--- What you need to do ---
Look through the data below for the line with "let curvatures = parallel_curvatures(&links);" and the line with "if count == 1", then output those two and all lines in between, exactly as written.

--- Material for this task ---
BEGIN
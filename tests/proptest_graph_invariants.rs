use std::collections::HashSet;

use entity_graph_explorer::config::ExplorerConfig;
use entity_graph_explorer::graph::geometry::{MAX_CURVATURE, parallel_curvatures};
use entity_graph_explorer::graph::layout::Bounds;
use entity_graph_explorer::graph::{
	Explorer, GraphData, LayoutKind, Link, LinkKey, Node, Subgraph, cluster, compute_layout, merge,
};
use proptest::prelude::*;

// ---------------------------------------------------------------------------
// Strategies
// ---------------------------------------------------------------------------

fn arb_graph(max_nodes: usize) -> impl Strategy<Value = GraphData> {
	(1..max_nodes).prop_flat_map(|n| {
		(
			proptest::collection::vec(0u8..6, n),
			proptest::collection::vec((0..n, 0..n), 0..n * 2),
		)
			.prop_map(|(categories, edges)| {
				let nodes = categories
					.iter()
					.enumerate()
					.map(|(i, c)| Node::new(format!("n{i}"), format!("Node {i}"), "entity").with_category(format!("c{c}")))
					.collect();
				let links = edges
					.into_iter()
					.map(|(s, t)| Link::new(format!("n{s}"), format!("n{t}"), "rel"))
					.collect();
				GraphData::new(nodes, links)
			})
	})
}

#[derive(Clone, Debug)]
enum Step {
	Explore(usize),
	First,
	Prev,
	Next,
	Last,
	GoTo(usize),
}

fn arb_step() -> impl Strategy<Value = Step> {
	prop_oneof![
		(0usize..50).prop_map(Step::Explore),
		Just(Step::First),
		Just(Step::Prev),
		Just(Step::Next),
		Just(Step::Last),
		(0usize..20).prop_map(Step::GoTo),
	]
}

fn seeded_explorer() -> Explorer {
	let mut explorer = Explorer::new(ExplorerConfig::default());
	let request = explorer.begin_search("entity", "seed");
	let seed = Subgraph {
		nodes: vec![Node::new("seed", "Seed", "entity")],
		links: Vec::new(),
		total_count: 1,
	};
	explorer.complete(&request.ticket, Ok(seed)).unwrap();
	explorer
}

// ---------------------------------------------------------------------------
// Property Tests
// ---------------------------------------------------------------------------

proptest! {
	#[test]
	fn clustering_conserves_nodes(graph in arb_graph(160), threshold in 0usize..120) {
		let view = cluster(&graph.nodes, &graph.links, threshold);
		if graph.nodes.len() <= threshold {
			prop_assert!(view.clusters.is_empty());
			prop_assert_eq!(&view.nodes, &graph.nodes);
			prop_assert_eq!(&view.links, &graph.links);
		} else {
			let total: usize = view.clusters.iter().map(|c| c.node_count).sum();
			prop_assert_eq!(total, graph.nodes.len());
			prop_assert_eq!(view.nodes.len(), view.clusters.len());
			for c in &view.clusters {
				prop_assert!((15.0..=30.0).contains(&c.size));
				prop_assert_eq!(c.child_nodes.len(), c.node_count);
			}
		}
	}

	#[test]
	fn cluster_links_are_unique_and_cross_cluster(graph in arb_graph(160)) {
		let view = cluster(&graph.nodes, &graph.links, 0);
		let mut keys = HashSet::new();
		for link in &view.links {
			prop_assert_ne!(&link.source, &link.target);
			prop_assert!(keys.insert(LinkKey::new(&link.source, &link.target)));
		}
	}

	#[test]
	fn merge_is_idempotent(current in arb_graph(30), incoming in arb_graph(30)) {
		let once = merge(&current, &incoming);
		let twice = merge(&once, &incoming);
		prop_assert_eq!(&once, &twice);

		let ids: HashSet<&str> = once.nodes.iter().map(|n| n.id.as_str()).collect();
		prop_assert_eq!(ids.len(), once.nodes.len());
	}

	#[test]
	fn merge_keeps_existing_nodes_first(current in arb_graph(30), incoming in arb_graph(30)) {
		let merged = merge(&current, &incoming);
		prop_assert_eq!(&merged.nodes[..current.nodes.len()], &current.nodes[..]);
	}

	#[test]
	fn parallel_curvatures_are_bounded_and_symmetric(count in 1usize..8, flips in proptest::collection::vec(any::<bool>(), 8)) {
		let links: Vec<Link> = (0..count)
			.map(|i| if flips[i] { Link::new("b", "a", "rel") } else { Link::new("a", "b", "rel") })
			.collect();
		let curvatures = parallel_curvatures(&links);
		prop_assert_eq!(curvatures.len(), count);
		for c in &curvatures {
			prop_assert!(c.abs() <= MAX_CURVATURE + 1e-12);
		}
		let sum: f64 = curvatures.iter().sum();
		prop_assert!(sum.abs() < 1e-9);
		if count == 1 {
			prop_assert_eq!(curvatures[0], 0.0);
		}
	}

	#[test]
	fn pinned_layouts_stay_in_bounds(
		n in 0usize..120,
		kind_index in 0usize..LayoutKind::ALL.len(),
		width in 200.0f64..1600.0,
		height in 200.0f64..1200.0,
		spacing in 20.0f64..200.0,
	) {
		let kind = LayoutKind::ALL[kind_index];
		let mut nodes: Vec<Node> = (0..n).map(|i| Node::new(format!("n{i}"), "", "entity")).collect();
		compute_layout(kind, &mut nodes, width, height, spacing);
		let bounds = Bounds::for_container(width, height);
		for node in &nodes {
			if kind.is_pinned() {
				let p = (node.fx.unwrap(), node.fy.unwrap());
				prop_assert!(p.0.is_finite() && p.1.is_finite());
				prop_assert!(bounds.contains(p), "{kind} put {} at {p:?}", node.id);
			} else {
				prop_assert!(node.fx.is_none() && node.fy.is_none());
			}
		}
	}

	#[test]
	fn history_cursor_stays_valid(steps in proptest::collection::vec(arb_step(), 1..40)) {
		let mut explorer = seeded_explorer();
		for (k, step) in steps.into_iter().enumerate() {
			match step {
				Step::Explore(i) => {
					let nodes = &explorer.graph().nodes;
					let center = nodes[i % nodes.len()].id.clone();
					let request = explorer.begin_explore(&center).unwrap();
					let page = Subgraph {
						nodes: vec![Node::new(format!("x{k}"), format!("X {k}"), "entity")],
						links: vec![Link::new(center.clone(), format!("x{k}"), "rel")],
						total_count: 1,
					};
					let before = explorer.history().cursor();
					explorer.complete(&request.ticket, Ok(page)).unwrap();
					prop_assert_eq!(explorer.history().cursor(), before + 1);
					prop_assert_eq!(explorer.history().len(), before + 2);
				}
				Step::First => { explorer.first().unwrap(); }
				Step::Prev => { explorer.prev().unwrap(); }
				Step::Next => { explorer.next().unwrap(); }
				Step::Last => { explorer.last().unwrap(); }
				Step::GoTo(page) => { explorer.go_to(page).unwrap(); }
			}
			let history = explorer.history();
			prop_assert!(history.cursor() < history.len());
			prop_assert_eq!(&history.current().unwrap().data, explorer.graph());
		}
	}
}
END
--- Your solution ---
		let curvatures = parallel_curvatures(&links);
		prop_assert_eq!(curvatures.len(), count);
		for c in &curvatures {
			prop_assert!(c.abs() <= MAX_CURVATURE + 1e-12);
		}
		let sum: f64 = curvatures.iter().sum();
		prop_assert!(sum.abs() < 1e-9);
		if count == 1 {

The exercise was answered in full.